The Unsteady Vortex Lattice Method has interesting capabilities for nonlinear subsonic aeroelastic analyses. This paper aims to develop an aeroelastic framework based on the UVLM that is suitable for compressible, transonic and viscous unsteady flows. To achieve these modeling capabilities, the UVLM is first extended to the nonlinear frequency domain using the harmonic balance approach. Secondly, sectional corrections are applied from a steady 2D/2.5D database of aerodynamic forces computed with high-fidelity Euler/RANS flow solvers. The angle of attack coupling scheme on the lift force is complemented by a least-square procedure also coupling the pitching moment. Finally, an approximation of the retarded time is implemented in the influence kernel of the harmonic balance formulation of the UVLM to account for unsteady compressibility. The aerodynamic model is verified against time domain high-fidelity solutions with pitching airfoils in 2D and in 3D with a pitching constant chord NACA 0012 swept wing. Thereafter, the HB/LCO approach is applied with the frequency domain UVLM to 2D and 3D aeroelastic problems and compared against high-fidelity solutions. The proposed framework is capable of capturing strong nonlinear Limit Cycle Oscillation behaviors at high Mach numbers, as well as the flutter boundary for a wide range of Mach numbers while maintaining a low computational cost. As a result, the proposed framework could be of interest for preliminary design and Multi-Disciplinary Design (MDO) optimizations in the context of subsonic and transonic aircraft design.

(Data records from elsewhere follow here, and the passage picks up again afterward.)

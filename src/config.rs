use std::env;
use std::time::Duration;

use crate::error::{QueryError, Result};
use crate::logging::{init_logger, LogFormat};
use crate::resolver::duration::parse_duration;
use crate::resolver::macros::{DEFAULT_MAX_DATA_POINTS, DEFAULT_RATE_INTERVAL};

pub const DEFAULT_URL: &str = "http://localhost:3000";
pub const DEFAULT_TIMEOUT_SECS: u64 = 30;
pub const DEFAULT_MAX_RESPONSE_BYTES: usize = 10 * 1024 * 1024;

#[derive(Debug, Clone)]
pub struct ClientConfig {
    pub url: String,
    pub api_key: Option<String>,
    pub org_id: Option<String>,
    pub timeout: Duration,
    pub max_response_bytes: usize,
    pub rate_interval: Duration,
    pub max_data_points: u32,
    pub log_format: LogFormat,
}

impl Default for ClientConfig {
    fn default() -> Self {
        Self {
            url: DEFAULT_URL.to_string(),
            api_key: None,
            org_id: None,
            timeout: Duration::from_secs(DEFAULT_TIMEOUT_SECS),
            max_response_bytes: DEFAULT_MAX_RESPONSE_BYTES,
            rate_interval: DEFAULT_RATE_INTERVAL,
            max_data_points: DEFAULT_MAX_DATA_POINTS,
            log_format: LogFormat::Compact,
        }
    }
}

impl ClientConfig {
    pub fn new(url: impl Into<String>) -> Self {
        Self {
            url: url.into(),
            ..Self::default()
        }
    }

    /// Reads the configuration from the process environment, falling back
    /// to defaults for anything unset.
    pub fn from_env() -> Result<Self> {
        Self::from_lookup(|key| env::var(key).ok())
    }

    fn from_lookup<F>(lookup: F) -> Result<Self>
    where
        F: Fn(&str) -> Option<String>,
    {
        let url = lookup("GRAFANA_URL")
            .map(|u| u.trim_end_matches('/').to_string())
            .unwrap_or_else(|| DEFAULT_URL.to_string());

        let api_key = lookup("GRAFANA_SERVICE_ACCOUNT_TOKEN")
            .or_else(|| lookup("GRAFANA_API_KEY"))
            .filter(|k| !k.is_empty());

        let org_id = lookup("GRAFANA_ORG_ID").filter(|o| !o.is_empty());

        let timeout_secs = parse_number("OBSQ_TIMEOUT_SECS", lookup("OBSQ_TIMEOUT_SECS"), DEFAULT_TIMEOUT_SECS)?;
        let max_response_bytes = parse_number(
            "OBSQ_MAX_RESPONSE_BYTES",
            lookup("OBSQ_MAX_RESPONSE_BYTES"),
            DEFAULT_MAX_RESPONSE_BYTES,
        )?;
        let max_data_points = parse_number(
            "OBSQ_MAX_DATA_POINTS",
            lookup("OBSQ_MAX_DATA_POINTS"),
            DEFAULT_MAX_DATA_POINTS,
        )?;

        let rate_interval = match lookup("OBSQ_RATE_INTERVAL") {
            Some(raw) => parse_duration(&raw).map_err(|e| QueryError::Config(format!("OBSQ_RATE_INTERVAL: {}", e)))?,
            None => DEFAULT_RATE_INTERVAL,
        };

        let log_format = lookup("OBSQ_LOG_FORMAT")
            .map(|f| LogFormat::from_env_value(&f))
            .unwrap_or_default();

        let config = Self {
            url,
            api_key,
            org_id,
            timeout: Duration::from_secs(timeout_secs),
            max_response_bytes,
            rate_interval,
            max_data_points,
            log_format,
        };
        config.validate()?;
        Ok(config)
    }

    pub fn validate(&self) -> Result<()> {
        if !(self.url.starts_with("http://") || self.url.starts_with("https://")) {
            return Err(QueryError::Config(format!("url must be http(s): {}", self.url)));
        }
        if self.timeout.is_zero() {
            return Err(QueryError::Config("timeout must be positive".to_string()));
        }
        if self.max_data_points == 0 {
            return Err(QueryError::Config("max data points must be positive".to_string()));
        }
        if self.rate_interval.as_millis() == 0 {
            return Err(QueryError::Config("rate interval must be at least 1ms".to_string()));
        }
        Ok(())
    }

    /// Installs the global subscriber in the format chosen by `OBSQ_LOG_FORMAT`.
    pub fn init_logging(&self, target: &str) -> Result<()> {
        init_logger(target, self.log_format)
    }
}

fn parse_number<T: std::str::FromStr>(key: &str, raw: Option<String>, default: T) -> Result<T> {
    match raw {
        None => Ok(default),
        Some(value) => value
            .trim()
            .parse::<T>()
            .map_err(|_| QueryError::Config(format!("{} is not a valid number: {:?}", key, value))),
    }
}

Unsteady Vortex Lattice Method 具有用于非线性亚音速气动弹性分析的有趣功能。本文旨在开发一种基于 UVLM 的气动弹性框架，适用于可压缩、跨音速和粘性非定常流动。为了实现这些建模功能，首先使用谐波平衡方法将 UVLM 扩展到非线性频域。其次，从使用高保真 Euler/RANS 流求解器计算出的空气动力的稳定 2D/2.5D 数据库中应用截面修正。升力的攻角耦合方案由最小二乘程序补充，也耦合俯仰力矩。最后，在 UVLM 的谐波平衡公式的影响内核中实现了延迟时间的近似值，以解决不稳定的可压缩性。空气动力学模型针对具有 2D 俯仰翼型和具有俯仰恒定弦 NACA 0012 后掠翼的 3D 时域高保真解决方案进行了验证。此后，HB/LCO 方法与频域 UVLM 一起应用于 2D 和 3D 气动弹性问题，并与高保真解决方案进行比较。所提出的框架能够捕获高马赫数下的强非线性极限循环振荡行为，以及大范围马赫数的颤振边界，同时保持低计算成本。因此，在亚音速和跨音速飞机设计的背景下，拟议的框架可能对初步设计和多学科设计 (MDO) 优化感兴趣。